▶ [WORK REQUIRED] Copy each line below that has "UserId".

▶ [DATA FOR PROCESSING]
■ ■ ■ ■ ■ ■ ■
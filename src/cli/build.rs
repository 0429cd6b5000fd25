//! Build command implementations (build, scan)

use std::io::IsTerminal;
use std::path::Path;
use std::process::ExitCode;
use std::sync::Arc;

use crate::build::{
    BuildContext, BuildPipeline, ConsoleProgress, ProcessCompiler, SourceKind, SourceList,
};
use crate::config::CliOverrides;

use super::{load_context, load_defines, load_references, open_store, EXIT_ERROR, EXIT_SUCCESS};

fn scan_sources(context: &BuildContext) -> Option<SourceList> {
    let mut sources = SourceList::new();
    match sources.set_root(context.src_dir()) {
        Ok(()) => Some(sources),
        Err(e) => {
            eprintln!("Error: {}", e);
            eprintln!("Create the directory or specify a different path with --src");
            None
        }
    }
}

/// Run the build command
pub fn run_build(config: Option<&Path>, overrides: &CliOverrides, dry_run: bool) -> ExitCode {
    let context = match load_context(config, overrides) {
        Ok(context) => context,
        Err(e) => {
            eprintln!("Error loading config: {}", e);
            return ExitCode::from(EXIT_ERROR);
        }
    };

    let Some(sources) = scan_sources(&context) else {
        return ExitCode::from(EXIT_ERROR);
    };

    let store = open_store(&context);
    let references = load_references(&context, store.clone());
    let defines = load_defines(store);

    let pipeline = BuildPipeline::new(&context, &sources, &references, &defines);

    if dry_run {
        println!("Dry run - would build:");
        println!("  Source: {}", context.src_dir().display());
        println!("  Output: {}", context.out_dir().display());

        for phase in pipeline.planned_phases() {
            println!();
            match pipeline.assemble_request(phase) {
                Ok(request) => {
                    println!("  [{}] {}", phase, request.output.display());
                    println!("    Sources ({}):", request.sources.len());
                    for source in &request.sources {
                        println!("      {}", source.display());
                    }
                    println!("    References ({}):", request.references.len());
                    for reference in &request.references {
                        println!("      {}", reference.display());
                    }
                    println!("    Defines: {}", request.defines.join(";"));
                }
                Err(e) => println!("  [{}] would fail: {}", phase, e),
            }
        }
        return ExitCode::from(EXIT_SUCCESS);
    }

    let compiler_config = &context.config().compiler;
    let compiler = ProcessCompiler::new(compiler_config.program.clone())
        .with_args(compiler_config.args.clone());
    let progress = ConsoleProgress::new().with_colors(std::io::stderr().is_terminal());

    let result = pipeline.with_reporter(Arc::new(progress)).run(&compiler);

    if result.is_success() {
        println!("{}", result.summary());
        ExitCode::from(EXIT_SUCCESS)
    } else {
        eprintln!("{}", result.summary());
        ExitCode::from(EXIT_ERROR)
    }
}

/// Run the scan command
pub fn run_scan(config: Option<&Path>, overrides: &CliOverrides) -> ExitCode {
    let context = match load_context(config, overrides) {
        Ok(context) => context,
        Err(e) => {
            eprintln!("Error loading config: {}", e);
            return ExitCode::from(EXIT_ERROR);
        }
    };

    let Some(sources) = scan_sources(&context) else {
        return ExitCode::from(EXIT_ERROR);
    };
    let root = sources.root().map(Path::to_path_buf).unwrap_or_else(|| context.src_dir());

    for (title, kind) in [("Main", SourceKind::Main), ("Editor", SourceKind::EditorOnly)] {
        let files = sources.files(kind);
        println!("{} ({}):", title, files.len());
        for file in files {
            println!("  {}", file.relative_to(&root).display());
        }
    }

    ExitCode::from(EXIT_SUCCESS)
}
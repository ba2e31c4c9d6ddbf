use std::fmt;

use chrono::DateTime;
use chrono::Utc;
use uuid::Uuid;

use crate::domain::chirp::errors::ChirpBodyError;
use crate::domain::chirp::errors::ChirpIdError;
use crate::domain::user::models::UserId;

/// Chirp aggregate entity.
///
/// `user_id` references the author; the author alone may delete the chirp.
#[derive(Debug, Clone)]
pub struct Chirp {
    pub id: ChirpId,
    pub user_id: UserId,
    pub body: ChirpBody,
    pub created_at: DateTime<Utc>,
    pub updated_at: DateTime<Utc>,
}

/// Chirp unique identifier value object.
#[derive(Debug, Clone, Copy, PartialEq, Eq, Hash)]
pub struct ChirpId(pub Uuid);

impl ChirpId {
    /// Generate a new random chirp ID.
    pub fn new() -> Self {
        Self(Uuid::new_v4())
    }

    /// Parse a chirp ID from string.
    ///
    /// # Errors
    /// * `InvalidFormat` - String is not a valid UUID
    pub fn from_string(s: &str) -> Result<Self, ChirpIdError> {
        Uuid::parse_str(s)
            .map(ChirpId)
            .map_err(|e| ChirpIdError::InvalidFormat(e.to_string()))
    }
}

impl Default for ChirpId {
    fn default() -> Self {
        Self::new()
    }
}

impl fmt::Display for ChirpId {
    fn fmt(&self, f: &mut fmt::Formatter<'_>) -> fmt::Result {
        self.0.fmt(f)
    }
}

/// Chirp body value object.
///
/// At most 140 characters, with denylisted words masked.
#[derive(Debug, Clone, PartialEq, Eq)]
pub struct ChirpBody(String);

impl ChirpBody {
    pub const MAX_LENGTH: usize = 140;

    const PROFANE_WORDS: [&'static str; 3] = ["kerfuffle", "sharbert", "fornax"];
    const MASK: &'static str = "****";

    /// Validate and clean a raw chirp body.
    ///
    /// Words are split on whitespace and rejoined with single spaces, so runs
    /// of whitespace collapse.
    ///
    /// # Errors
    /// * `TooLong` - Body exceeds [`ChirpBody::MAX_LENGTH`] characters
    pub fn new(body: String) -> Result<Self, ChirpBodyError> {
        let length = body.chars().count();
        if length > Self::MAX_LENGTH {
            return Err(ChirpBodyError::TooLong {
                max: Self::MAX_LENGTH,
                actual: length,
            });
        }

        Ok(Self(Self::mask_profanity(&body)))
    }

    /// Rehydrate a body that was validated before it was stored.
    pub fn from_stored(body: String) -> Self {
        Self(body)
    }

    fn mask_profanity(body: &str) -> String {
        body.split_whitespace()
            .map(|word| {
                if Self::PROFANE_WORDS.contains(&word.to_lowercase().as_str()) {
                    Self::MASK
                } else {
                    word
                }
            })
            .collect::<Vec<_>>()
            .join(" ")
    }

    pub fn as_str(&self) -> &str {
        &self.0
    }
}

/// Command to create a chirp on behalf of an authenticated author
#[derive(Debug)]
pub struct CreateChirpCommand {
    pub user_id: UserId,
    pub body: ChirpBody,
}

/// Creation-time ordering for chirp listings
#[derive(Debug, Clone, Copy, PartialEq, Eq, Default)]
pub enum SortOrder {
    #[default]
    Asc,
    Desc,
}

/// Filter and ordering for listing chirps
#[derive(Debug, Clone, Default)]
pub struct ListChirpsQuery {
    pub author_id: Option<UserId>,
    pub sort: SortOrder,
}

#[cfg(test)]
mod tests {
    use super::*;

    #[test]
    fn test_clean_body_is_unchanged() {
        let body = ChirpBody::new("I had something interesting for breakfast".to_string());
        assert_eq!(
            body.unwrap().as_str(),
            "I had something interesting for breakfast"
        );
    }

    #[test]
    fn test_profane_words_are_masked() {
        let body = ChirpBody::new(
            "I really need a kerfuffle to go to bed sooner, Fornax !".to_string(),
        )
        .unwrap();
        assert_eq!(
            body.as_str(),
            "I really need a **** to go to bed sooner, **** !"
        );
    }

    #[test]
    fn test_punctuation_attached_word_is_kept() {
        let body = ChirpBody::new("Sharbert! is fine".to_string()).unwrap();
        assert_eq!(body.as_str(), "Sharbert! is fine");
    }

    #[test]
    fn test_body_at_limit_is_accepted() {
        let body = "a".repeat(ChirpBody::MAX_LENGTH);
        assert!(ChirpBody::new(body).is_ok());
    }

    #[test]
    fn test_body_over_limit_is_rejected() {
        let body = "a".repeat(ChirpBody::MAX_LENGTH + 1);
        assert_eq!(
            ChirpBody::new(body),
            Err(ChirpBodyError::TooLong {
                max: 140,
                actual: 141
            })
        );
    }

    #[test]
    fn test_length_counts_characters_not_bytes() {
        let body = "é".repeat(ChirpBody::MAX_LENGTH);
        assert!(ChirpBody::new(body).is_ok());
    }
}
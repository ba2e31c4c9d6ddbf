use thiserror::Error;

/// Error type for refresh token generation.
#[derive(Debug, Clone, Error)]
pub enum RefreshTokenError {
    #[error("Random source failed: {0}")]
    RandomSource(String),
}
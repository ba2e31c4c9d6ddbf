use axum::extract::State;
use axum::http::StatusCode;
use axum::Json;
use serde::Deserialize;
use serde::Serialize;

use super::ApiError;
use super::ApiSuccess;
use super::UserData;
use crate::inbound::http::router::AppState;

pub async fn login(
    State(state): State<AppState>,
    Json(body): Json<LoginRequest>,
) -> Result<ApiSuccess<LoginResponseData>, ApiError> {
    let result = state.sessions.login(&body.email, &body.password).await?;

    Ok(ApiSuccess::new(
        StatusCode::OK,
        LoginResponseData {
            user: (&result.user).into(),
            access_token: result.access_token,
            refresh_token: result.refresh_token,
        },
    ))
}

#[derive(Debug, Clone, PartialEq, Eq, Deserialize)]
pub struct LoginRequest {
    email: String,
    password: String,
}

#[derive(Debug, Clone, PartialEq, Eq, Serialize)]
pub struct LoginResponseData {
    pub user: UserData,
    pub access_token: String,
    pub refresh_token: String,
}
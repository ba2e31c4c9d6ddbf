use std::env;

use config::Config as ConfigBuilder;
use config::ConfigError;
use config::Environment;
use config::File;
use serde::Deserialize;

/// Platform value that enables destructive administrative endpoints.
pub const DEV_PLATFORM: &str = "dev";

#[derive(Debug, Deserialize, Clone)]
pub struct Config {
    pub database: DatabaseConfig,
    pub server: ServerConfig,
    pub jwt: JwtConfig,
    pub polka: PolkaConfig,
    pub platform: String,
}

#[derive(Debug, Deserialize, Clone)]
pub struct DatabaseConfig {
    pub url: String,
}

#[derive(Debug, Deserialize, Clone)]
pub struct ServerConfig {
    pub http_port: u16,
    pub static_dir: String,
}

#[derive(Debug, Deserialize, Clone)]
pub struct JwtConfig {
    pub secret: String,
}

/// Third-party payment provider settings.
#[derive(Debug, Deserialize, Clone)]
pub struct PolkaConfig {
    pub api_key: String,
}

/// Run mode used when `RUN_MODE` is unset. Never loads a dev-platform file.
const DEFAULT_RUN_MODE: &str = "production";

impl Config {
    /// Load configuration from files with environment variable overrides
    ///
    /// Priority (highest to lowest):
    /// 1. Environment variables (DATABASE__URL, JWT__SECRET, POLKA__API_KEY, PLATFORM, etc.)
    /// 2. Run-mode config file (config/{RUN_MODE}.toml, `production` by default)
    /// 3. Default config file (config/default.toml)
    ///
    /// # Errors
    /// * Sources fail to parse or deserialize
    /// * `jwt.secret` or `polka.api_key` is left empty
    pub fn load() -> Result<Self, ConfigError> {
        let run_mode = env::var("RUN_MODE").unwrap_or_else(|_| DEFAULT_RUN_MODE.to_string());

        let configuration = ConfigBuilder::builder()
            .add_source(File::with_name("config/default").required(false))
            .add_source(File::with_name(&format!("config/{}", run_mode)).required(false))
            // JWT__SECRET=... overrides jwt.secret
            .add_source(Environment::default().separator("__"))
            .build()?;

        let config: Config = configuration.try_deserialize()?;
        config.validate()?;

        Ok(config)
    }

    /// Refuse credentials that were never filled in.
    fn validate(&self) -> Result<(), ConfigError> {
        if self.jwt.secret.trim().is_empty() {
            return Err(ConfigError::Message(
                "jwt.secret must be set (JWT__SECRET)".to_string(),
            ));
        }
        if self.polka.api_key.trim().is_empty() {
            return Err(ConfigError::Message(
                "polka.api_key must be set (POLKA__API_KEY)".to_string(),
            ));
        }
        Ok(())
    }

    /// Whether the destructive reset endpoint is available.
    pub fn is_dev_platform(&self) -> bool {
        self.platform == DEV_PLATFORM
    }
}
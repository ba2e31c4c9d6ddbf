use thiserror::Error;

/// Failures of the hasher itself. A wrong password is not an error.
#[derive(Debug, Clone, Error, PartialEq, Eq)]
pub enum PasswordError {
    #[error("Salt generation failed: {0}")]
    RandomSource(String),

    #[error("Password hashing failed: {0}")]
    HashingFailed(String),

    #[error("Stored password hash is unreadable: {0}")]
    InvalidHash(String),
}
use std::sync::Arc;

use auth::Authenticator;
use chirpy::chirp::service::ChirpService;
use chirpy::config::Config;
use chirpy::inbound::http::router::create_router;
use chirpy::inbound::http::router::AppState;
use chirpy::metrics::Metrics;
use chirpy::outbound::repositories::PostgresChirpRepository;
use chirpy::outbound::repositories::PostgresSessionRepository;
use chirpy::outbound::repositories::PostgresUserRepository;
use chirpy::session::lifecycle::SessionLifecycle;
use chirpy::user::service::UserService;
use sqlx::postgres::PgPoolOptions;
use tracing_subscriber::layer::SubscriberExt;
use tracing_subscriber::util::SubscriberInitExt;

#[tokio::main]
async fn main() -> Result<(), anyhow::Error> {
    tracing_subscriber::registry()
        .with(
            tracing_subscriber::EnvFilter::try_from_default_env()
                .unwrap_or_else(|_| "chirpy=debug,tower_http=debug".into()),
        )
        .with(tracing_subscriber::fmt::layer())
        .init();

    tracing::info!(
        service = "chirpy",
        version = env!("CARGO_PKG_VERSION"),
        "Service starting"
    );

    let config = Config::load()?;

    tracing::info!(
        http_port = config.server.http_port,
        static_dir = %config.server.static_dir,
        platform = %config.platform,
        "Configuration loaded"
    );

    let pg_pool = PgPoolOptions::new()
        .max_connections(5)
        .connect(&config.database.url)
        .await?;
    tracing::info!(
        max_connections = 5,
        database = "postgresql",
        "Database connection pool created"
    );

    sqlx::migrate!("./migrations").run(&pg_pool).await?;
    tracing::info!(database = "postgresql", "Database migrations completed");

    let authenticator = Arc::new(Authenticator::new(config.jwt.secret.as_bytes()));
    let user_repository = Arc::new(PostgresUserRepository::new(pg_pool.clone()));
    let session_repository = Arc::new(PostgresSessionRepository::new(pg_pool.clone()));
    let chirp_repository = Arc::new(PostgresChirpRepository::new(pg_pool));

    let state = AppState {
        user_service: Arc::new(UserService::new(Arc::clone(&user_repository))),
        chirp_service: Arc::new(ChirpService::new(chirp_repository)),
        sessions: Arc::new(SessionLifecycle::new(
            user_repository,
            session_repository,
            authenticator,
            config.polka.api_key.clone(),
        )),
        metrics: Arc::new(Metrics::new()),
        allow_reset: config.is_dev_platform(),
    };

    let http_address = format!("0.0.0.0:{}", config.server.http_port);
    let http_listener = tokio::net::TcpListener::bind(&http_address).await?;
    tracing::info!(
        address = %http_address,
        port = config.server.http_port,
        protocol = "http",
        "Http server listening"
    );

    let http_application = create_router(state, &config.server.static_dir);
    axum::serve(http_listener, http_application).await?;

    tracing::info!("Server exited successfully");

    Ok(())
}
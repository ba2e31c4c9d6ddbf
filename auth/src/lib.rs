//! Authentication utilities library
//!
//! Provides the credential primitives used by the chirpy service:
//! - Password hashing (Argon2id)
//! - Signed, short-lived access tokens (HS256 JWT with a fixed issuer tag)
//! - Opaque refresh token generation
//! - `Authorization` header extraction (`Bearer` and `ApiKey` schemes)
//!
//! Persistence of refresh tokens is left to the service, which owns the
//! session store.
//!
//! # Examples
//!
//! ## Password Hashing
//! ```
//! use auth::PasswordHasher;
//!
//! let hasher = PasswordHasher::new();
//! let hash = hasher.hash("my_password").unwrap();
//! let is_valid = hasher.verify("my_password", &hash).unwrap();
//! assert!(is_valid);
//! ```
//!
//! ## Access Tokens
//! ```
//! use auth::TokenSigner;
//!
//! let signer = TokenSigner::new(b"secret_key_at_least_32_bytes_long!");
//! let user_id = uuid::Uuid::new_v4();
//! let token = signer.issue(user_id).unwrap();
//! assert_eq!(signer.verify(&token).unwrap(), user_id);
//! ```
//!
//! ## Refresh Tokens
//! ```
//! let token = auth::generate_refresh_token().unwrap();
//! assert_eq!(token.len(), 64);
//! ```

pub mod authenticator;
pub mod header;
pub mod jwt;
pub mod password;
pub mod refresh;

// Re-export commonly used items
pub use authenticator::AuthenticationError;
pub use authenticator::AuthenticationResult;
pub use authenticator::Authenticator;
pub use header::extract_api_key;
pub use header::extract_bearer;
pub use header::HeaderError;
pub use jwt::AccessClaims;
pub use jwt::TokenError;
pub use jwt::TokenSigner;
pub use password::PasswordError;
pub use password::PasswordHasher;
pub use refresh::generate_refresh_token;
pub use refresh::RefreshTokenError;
■ ■ ■ ■ ■ ■ ■
▶ [RESULT]
use crate::domain::user::models::UserId;
    pub user_id: UserId,
    pub user_id: UserId,
    pub author_id: Option<UserId>,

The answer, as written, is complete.